§ The task:
Where the word "PartialEq" occurs in a line of the data, return the whole line.

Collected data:
____________________

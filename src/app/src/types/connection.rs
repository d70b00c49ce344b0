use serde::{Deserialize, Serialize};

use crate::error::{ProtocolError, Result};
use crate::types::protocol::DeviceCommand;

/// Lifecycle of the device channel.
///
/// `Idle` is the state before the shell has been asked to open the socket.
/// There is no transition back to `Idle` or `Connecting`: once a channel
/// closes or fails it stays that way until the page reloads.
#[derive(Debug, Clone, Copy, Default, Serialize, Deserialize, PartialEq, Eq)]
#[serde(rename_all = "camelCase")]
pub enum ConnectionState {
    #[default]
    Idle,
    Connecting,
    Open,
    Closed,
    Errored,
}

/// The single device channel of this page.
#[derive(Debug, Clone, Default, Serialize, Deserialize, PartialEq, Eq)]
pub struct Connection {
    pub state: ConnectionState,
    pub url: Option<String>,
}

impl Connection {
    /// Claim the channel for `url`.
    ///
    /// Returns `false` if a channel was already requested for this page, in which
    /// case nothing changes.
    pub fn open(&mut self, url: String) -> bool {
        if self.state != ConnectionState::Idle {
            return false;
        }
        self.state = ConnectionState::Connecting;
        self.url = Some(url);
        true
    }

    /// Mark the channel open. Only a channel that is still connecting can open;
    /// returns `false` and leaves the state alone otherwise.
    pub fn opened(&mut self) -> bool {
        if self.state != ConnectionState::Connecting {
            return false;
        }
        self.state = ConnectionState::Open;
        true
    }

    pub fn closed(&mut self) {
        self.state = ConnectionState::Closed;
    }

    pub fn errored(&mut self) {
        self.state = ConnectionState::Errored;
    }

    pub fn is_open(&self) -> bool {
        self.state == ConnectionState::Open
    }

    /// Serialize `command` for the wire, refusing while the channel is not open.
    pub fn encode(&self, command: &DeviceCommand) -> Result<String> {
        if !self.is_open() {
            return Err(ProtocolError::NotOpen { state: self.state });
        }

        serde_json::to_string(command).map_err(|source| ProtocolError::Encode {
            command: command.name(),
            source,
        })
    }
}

____________________

§ Response to the task:
#[derive(Debug, Clone, Copy, Default, Serialize, Deserialize, PartialEq, Eq)]
#[derive(Debug, Clone, Default, Serialize, Deserialize, PartialEq, Eq)]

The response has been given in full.